--- Dataset excerpts ---

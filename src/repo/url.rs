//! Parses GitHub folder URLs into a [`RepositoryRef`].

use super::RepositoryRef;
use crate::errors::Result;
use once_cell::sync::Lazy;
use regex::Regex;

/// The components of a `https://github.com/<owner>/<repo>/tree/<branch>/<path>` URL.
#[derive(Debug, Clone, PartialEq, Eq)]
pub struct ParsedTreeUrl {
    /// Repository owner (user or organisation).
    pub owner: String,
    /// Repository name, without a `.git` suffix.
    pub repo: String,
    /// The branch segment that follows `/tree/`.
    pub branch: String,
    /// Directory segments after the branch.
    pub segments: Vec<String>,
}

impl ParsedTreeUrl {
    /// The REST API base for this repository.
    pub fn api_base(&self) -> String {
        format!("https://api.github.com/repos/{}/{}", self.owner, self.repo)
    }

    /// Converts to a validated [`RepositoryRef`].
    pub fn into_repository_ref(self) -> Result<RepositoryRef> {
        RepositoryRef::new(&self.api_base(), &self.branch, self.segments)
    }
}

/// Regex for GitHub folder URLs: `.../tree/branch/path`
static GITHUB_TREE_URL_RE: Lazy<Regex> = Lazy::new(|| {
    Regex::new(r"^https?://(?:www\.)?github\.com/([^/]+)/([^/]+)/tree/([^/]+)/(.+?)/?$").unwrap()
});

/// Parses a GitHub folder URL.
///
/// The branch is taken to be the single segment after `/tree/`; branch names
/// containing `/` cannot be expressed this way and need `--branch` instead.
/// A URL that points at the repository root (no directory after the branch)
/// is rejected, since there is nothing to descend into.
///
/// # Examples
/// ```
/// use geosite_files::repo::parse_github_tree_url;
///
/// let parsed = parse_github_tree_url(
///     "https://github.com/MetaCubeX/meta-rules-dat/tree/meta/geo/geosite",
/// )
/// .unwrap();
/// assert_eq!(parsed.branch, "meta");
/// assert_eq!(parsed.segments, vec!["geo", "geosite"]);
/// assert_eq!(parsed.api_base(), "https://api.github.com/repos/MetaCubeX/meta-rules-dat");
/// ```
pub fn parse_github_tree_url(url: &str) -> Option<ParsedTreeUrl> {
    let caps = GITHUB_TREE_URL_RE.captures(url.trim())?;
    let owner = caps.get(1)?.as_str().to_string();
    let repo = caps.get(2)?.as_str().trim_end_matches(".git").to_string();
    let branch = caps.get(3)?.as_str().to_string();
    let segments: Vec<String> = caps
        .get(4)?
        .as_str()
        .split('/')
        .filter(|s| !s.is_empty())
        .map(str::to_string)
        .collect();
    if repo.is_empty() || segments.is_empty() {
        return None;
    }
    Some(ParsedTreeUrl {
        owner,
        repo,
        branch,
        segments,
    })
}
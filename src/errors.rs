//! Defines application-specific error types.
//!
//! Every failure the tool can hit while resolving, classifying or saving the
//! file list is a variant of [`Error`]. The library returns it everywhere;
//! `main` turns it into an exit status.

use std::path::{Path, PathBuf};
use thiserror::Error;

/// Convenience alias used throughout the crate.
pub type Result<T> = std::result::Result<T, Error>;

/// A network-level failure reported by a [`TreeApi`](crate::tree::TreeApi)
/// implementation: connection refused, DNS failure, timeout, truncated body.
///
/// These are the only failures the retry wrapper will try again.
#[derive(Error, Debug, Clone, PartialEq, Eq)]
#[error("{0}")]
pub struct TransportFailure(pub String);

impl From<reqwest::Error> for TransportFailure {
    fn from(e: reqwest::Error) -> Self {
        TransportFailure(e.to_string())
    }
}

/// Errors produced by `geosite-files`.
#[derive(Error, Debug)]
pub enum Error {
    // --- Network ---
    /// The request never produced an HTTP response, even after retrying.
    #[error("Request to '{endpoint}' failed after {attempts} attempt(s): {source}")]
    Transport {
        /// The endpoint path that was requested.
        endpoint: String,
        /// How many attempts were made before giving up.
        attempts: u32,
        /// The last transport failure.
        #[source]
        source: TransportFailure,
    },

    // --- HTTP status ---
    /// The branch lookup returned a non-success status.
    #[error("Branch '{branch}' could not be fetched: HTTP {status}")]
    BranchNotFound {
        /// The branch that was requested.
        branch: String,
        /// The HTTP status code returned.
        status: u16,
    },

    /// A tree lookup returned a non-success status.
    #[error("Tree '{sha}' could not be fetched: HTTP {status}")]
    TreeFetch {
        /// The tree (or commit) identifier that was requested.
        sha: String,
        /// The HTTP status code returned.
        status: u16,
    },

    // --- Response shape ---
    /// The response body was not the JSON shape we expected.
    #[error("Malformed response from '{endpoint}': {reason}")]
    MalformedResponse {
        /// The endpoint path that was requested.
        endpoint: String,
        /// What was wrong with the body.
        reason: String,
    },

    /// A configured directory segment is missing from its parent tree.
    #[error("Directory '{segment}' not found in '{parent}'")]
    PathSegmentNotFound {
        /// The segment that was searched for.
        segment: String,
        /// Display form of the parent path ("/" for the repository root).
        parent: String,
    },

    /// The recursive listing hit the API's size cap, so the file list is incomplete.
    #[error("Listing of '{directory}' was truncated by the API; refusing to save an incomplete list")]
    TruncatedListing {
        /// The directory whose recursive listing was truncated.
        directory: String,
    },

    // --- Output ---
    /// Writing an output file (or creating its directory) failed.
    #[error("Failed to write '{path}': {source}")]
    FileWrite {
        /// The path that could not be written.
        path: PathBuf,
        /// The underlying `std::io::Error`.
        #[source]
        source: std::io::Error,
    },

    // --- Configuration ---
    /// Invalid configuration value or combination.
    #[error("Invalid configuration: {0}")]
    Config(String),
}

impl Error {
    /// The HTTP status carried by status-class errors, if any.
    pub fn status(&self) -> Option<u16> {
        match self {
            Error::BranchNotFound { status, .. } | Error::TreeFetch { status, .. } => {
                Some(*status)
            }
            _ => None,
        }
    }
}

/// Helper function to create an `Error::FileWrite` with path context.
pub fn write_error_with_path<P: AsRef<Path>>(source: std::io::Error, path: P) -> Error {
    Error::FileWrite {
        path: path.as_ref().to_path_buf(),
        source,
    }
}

---

What the task requires:
What the task asks for is a word-for-word repeat of the lines above, from the first through the one containing "pub struct ParsedTreeUrl".

The completed task:
filename src/repo/url.rs
//! Parses GitHub folder URLs into a [`RepositoryRef`].

use super::RepositoryRef;
use crate::errors::Result;
use once_cell::sync::Lazy;
use regex::Regex;

/// The components of a `https://github.com/<owner>/<repo>/tree/<branch>/<path>` URL.
#[derive(Debug, Clone, PartialEq, Eq)]
pub struct ParsedTreeUrl {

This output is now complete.